Santy in his harem in Dunnes, Patrick Street. 


Calling him Santy
He might be Santa everywhere else but in the Rebel county, the man in red and white will always have the affectionate Cork ‘y’ added to his name to make him one of our own just like other names are affectionately changed: Dinny, Sully, Dricky, Óg-y, Murty etc. Pure Cork people always insist on referring to Father Christmas as Santy. The other version is something that comes before holiday destinations like ‘Ponza’.

Ferris Wheel
What could be more Corkonian than taking a trip on the Grand Parade’s Ferris wheel with friends to look at your favourite city in all its shiny, sparkly, Christmas glory from on high?
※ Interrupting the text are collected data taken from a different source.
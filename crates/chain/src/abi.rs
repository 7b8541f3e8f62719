//! Contract ABI registry.
//!
//! Every contract function the orchestrator encodes or decodes is declared
//! here once; an operation missing from this table is a compile error at the
//! call site, never a runtime condition.

use alloy_sol_types::sol;

sol! {
    // ERC20 (standard + demurrage variants)
    function approve(address spender, uint256 value) returns (bool);
    function transfer(address to, uint256 value) returns (bool);
    function mintTo(address to, uint256 value) returns (bool);
    function sweep(address to) returns (uint256);
    function transferOwnership(address newOwner) returns (bool);

    // Gas faucet
    function check(address subject) returns (bool);
    function nextTime(address subject) returns (uint256);
    function giveTo(address subject) returns (uint256);

    // Custodial registration proxy
    function register(address subject);

    // Token / pool index
    function add(address subject) returns (bool);
    function addressOf(bytes32 symbol) returns (address);

    // Swap pool
    function withdraw(address outToken, address inToken, uint256 value);
    function deposit(address inToken, uint256 value);
    function setQuoter(address quoter);
    function quoter() returns (address);

    // Price index quoter
    function valueFor(address outToken, address inToken, uint256 value) returns (uint256);
}

#[cfg(test)]
mod tests {
    use super::*;
    use alloy_primitives::{keccak256, Address, U256};
    use alloy_sol_types::SolCall;

    #[test]
    fn selectors_match_canonical_signatures() {
        for (selector, signature) in [
            (approveCall::SELECTOR, "approve(address,uint256)"),
            (transferCall::SELECTOR, "transfer(address,uint256)"),
            (giveToCall::SELECTOR, "giveTo(address)"),
            (registerCall::SELECTOR, "register(address)"),
            (withdrawCall::SELECTOR, "withdraw(address,address,uint256)"),
        ] {
            assert_eq!(selector.as_slice(), &keccak256(signature.as_bytes())[..4], "{signature}");
        }
    }

    #[test]
    fn approve_encodes_spender_then_value() {
        let spender = Address::repeat_byte(0xAA);
        let encoded = approveCall { spender, value: U256::from(105u64) }.abi_encode();
        assert_eq!(encoded.len(), 4 + 32 + 32);
        assert_eq!(&encoded[..4], &approveCall::SELECTOR);
        assert_eq!(&encoded[16..36], spender.as_slice());
        assert_eq!(encoded[4 + 32 + 31], 105);
    }
}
Don’t hold back if you feel like bursting into a teary eyed verse of the Banks when you get to the top. 
 

It's a glow on Grand Parade.


Christmas Bazzers
There are nearly more barbers in the city these days than there are Christmas lights so a feen sauntering into town for his traditional Christmas week bazzer could be forgiven for thinking the queues in their favourite chop shop won’t be up to much.
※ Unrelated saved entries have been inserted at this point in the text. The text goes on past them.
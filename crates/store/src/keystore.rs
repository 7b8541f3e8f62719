//! Keystore operations: persistence and activation of custodied keys.

use crate::{Pg, StoreError};
use alloy_primitives::Address;
use custodia_primitives::KeyPair;
use sqlx::postgres::PgConnection;

#[derive(sqlx::FromRow)]
struct KeyRow {
    public_address: String,
    private_key: String,
    active: bool,
}

impl KeyRow {
    fn into_keypair(self) -> Result<KeyPair, StoreError> {
        let public_address = self
            .public_address
            .parse::<Address>()
            .map_err(|e| StoreError::Corrupt(format!("keystore address: {e}")))?;
        Ok(KeyPair { public_address, private_key: self.private_key, active: self.active })
    }
}

impl Pg {
    /// Persists a freshly generated keypair in the inactive state.
    pub async fn insert_keypair(
        &self,
        conn: &mut PgConnection,
        keypair: &KeyPair,
    ) -> Result<(), StoreError> {
        sqlx::query("INSERT INTO keystore (public_address, private_key) VALUES ($1, $2)")
            .bind(keypair.public_address.to_checksum(None))
            .bind(&keypair.private_key)
            .execute(conn)
            .await?;
        Ok(())
    }

    /// Loads the keypair custodied for `address`.
    pub async fn load_keypair(
        &self,
        conn: &mut PgConnection,
        address: Address,
    ) -> Result<KeyPair, StoreError> {
        sqlx::query_as::<_, KeyRow>(
            "SELECT public_address, private_key, active FROM keystore WHERE public_address = $1",
        )
        .bind(address.to_checksum(None))
        .fetch_optional(conn)
        .await?
        .ok_or(StoreError::NotFound)?
        .into_keypair()
    }

    /// Returns whether a keypair exists and, if so, whether it is active.
    pub async fn check_keypair(
        &self,
        conn: &mut PgConnection,
        address: Address,
    ) -> Result<Option<bool>, StoreError> {
        let active: Option<(bool,)> =
            sqlx::query_as("SELECT active FROM keystore WHERE public_address = $1")
                .bind(address.to_checksum(None))
                .fetch_optional(conn)
                .await?;
        Ok(active.map(|(a,)| a))
    }

    /// Flips a keypair active once its registration confirmed on chain.
    pub async fn activate_keypair(
        &self,
        conn: &mut PgConnection,
        address: Address,
    ) -> Result<(), StoreError> {
        let res = sqlx::query("UPDATE keystore SET active = true WHERE public_address = $1")
            .bind(address.to_checksum(None))
            .execute(conn)
            .await?;
        if res.rows_affected() == 0 {
            return Err(StoreError::NotFound);
        }
        Ok(())
    }

    /// Loads the master signer key.
    pub async fn load_master_keypair(
        &self,
        conn: &mut PgConnection,
    ) -> Result<KeyPair, StoreError> {
        sqlx::query_as::<_, KeyRow>(
            "SELECT public_address, private_key, active FROM keystore WHERE master",
        )
        .fetch_optional(conn)
        .await?
        .ok_or(StoreError::NotFound)?
        .into_keypair()
    }

    /// Generates and persists the master signer if it does not exist yet.
    pub async fn bootstrap_master(&self, conn: &mut PgConnection) -> Result<(), StoreError> {
        match self.load_master_keypair(&mut *conn).await {
            Ok(_) => Ok(()),
            Err(StoreError::NotFound) => {
                let master = KeyPair::generate();
                sqlx::query(
                    "INSERT INTO keystore (public_address, private_key, master, active)
                     VALUES ($1, $2, true, true)",
                )
                .bind(master.public_address.to_checksum(None))
                .bind(&master.private_key)
                .execute(conn)
                .await?;
                tracing::info!(
                    target: "store",
                    master = %master.public_address,
                    "bootstrapped master signer"
                );
                Ok(())
            }
            Err(e) => Err(e),
        }
    }
}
The only thing is that it has become normal for Corkonians to not only get the short, back and sides but to also have the facial hair delicately trimmed with the precision of a Sistine Chapel painter, and any follicles growing around the ears burned off in a semi-terrifying, drawn out ritual. And of course taking time out to sip the complimentary whisky if your in some hipster gaf.  The result is longer cut times and bigger queues so get in early. 

Cork on Ice
With all the doom about the state of the planet it probably won’t be long until the Lee feezes over every winter and we’re all skating under Patrick’s Bridge at Christmas but until the apocalypse kicks in fully we have a marquee in Mahon instead. There are some skills that come natural to Corkonians – pucking a sliotar with a hurley is one – but, from evidence gathered at Cork on Ice, skating is not one of them and it’s all part of the craic. A bit like watching Kerrymen with hurleys. 
 

Cork: not an ice skating stronghold.


The Hollybough
What do you mean you didn’t read the story about the first black soldier in the British army who ended his days in Fermoy or Jack Lyon’s idea about restoring ‘The Fireman’s Rest’  and placing it back on Patrick Street? You’d better get reading!
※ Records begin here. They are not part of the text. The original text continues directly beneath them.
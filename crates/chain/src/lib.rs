//! EVM plumbing shared by the workers, the dispatcher and the API: a thin
//! JSON-RPC client over an alloy provider, dynamic-fee transaction signing,
//! the contract ABI registry and structured dispatch-error classification.

#![cfg_attr(docsrs, feature(doc_cfg, doc_auto_cfg))]

pub mod abi;

mod classify;
pub use classify::{classify_dispatch_error, classify_error_message};

mod error;
pub use error::ChainError;

mod provider;
pub use provider::ChainClient;

mod tx;
pub use tx::{decode_raw_tx, replacement_for, sign_deploy_tx, sign_execution_tx, GasSettings, SignedTx, TxReplacement};
//! Master-signed gas top-up handler.

use crate::{kind, WorkerContainer};
use alloy_primitives::{Address, U256};
use alloy_sol_types::SolCall;
use anyhow::Result;
use async_trait::async_trait;
use custodia_chain::abi;
use custodia_primitives::OtxType;
use custodia_queue::{Job, JobHandler, JobOutcome};
use serde::{Deserialize, Serialize};
use std::sync::Arc;
use tracing::{info, warn};
use uuid::Uuid;

/// Payload of a [kind::GAS_REFILL] job.
#[derive(Debug, Clone, Serialize, Deserialize)]
#[serde(rename_all = "camelCase")]
pub struct GasRefillArgs {
    /// Intent correlation token of the sequence that requested the refill.
    pub tracking_id: Uuid,
    /// Account to top up.
    pub address: Address,
}

/// Checks the faucet's cooldown and eligibility gates and, when both pass,
/// stages a master-signed `giveTo` for the account.
///
/// Refills are best-effort follow-ups: an ineligible account completes the
/// job without staging anything.
#[derive(Debug)]
pub struct GasRefillWorker {
    wc: Arc<WorkerContainer>,
}

impl GasRefillWorker {
    /// Creates the handler.
    pub const fn new(wc: Arc<WorkerContainer>) -> Self {
        Self { wc }
    }
}

#[async_trait]
impl JobHandler for GasRefillWorker {
    fn kind(&self) -> &'static str {
        kind::GAS_REFILL
    }

    async fn run(&self, job: Job) -> Result<JobOutcome> {
        let args: GasRefillArgs = job.decode_args()?;
        let faucet = self.wc.registry.gas_faucet;

        // Faucet gates are read before any transaction is opened; no row
        // locks are held across RPC.
        let next_time = self
            .wc
            .chain
            .call_function(faucet, abi::nextTimeCall { subject: args.address })
            .await?
            ._0;
        let now = U256::from(chrono::Utc::now().timestamp().max(0) as u64);
        if next_time > now {
            info!(target: "worker", address = %args.address, "gas refill not needed");
            return Ok(JobOutcome::Complete);
        }

        let eligible = self
            .wc
            .chain
            .call_function(faucet, abi::checkCall { subject: args.address })
            .await?
            ._0;
        if !eligible {
            warn!(target: "worker", address = %args.address, "gas faucet check failed");
            return Ok(JobOutcome::Complete);
        }

        let gas = self.wc.gas_oracle.get();

        let mut tx = self.wc.store.begin().await?;

        let master = self.wc.store.load_master_keypair(&mut tx).await?;
        let signer = master.signer()?;

        let input = abi::giveToCall { subject: args.address }.abi_encode();
        let staged = self
            .wc
            .stage_execution(
                &mut tx,
                args.tracking_id,
                OtxType::GasRefill,
                &signer,
                master.public_address,
                faucet,
                input.into(),
                U256::ZERO,
                &gas,
            )
            .await?;

        let spec = self.wc.dispatch_spec(args.tracking_id, &staged, 1)?;
        self.wc.queue.insert_many(&mut tx, vec![spec]).await?;

        tx.commit().await?;
        Ok(JobOutcome::Complete)
    }
}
Don’t have your old Cork relatives looking at you like you’re some kind of traitor at a family gathering, by not being up to speed on these pure Cork stories or you’ll be shunned like a Mick McCarthy fan in Mayfield.

Winter Wonderland
It seemed like a once-off novelty when it began but is quickly becoming a tradition as young city kids who have grown up with it now associate it with being part of Christmas as much as visiting Santy. After doubts about its future when city council’s budget for the Glow Festival was unexpectedly cut, if you’re passing Bishop Lucey Park on Grand Parade there’s no doubting that the city’s wonderland is back up and running and quickly becoming an essential pure Cork Christmas experience.  Get in.

The Twelve Pubs of Christmas
Murryeah frowned upon by the drinks industry, this tradition, particularly popular on the Bandon Road and Barrack Street stretch, is not going away. So, with a bit of sensible tap-water tactics and plenty nibbles through-out the night, visiting twelve different pubs in one night is a great tradition worth embracing (and nobody says you have to have a gat in each one).

When it comes to watering holes, we often limit ourselves to a handful of old favourites, but this tradition is a good way to open the mind in more ways than one.

‘Support SHARE Please’
Can you imagine Christmas on the streets of Cork city without the sometimes over-enthusiastic, sometimes frost-bitten, petrified teenage students that raise money for one of Cork’s great charities and the cry of support SHARE please? Try making it from one end of Pana to the other without a SHARE sticker. You’d have better luck finding a decent hurler in Killarney – we love it.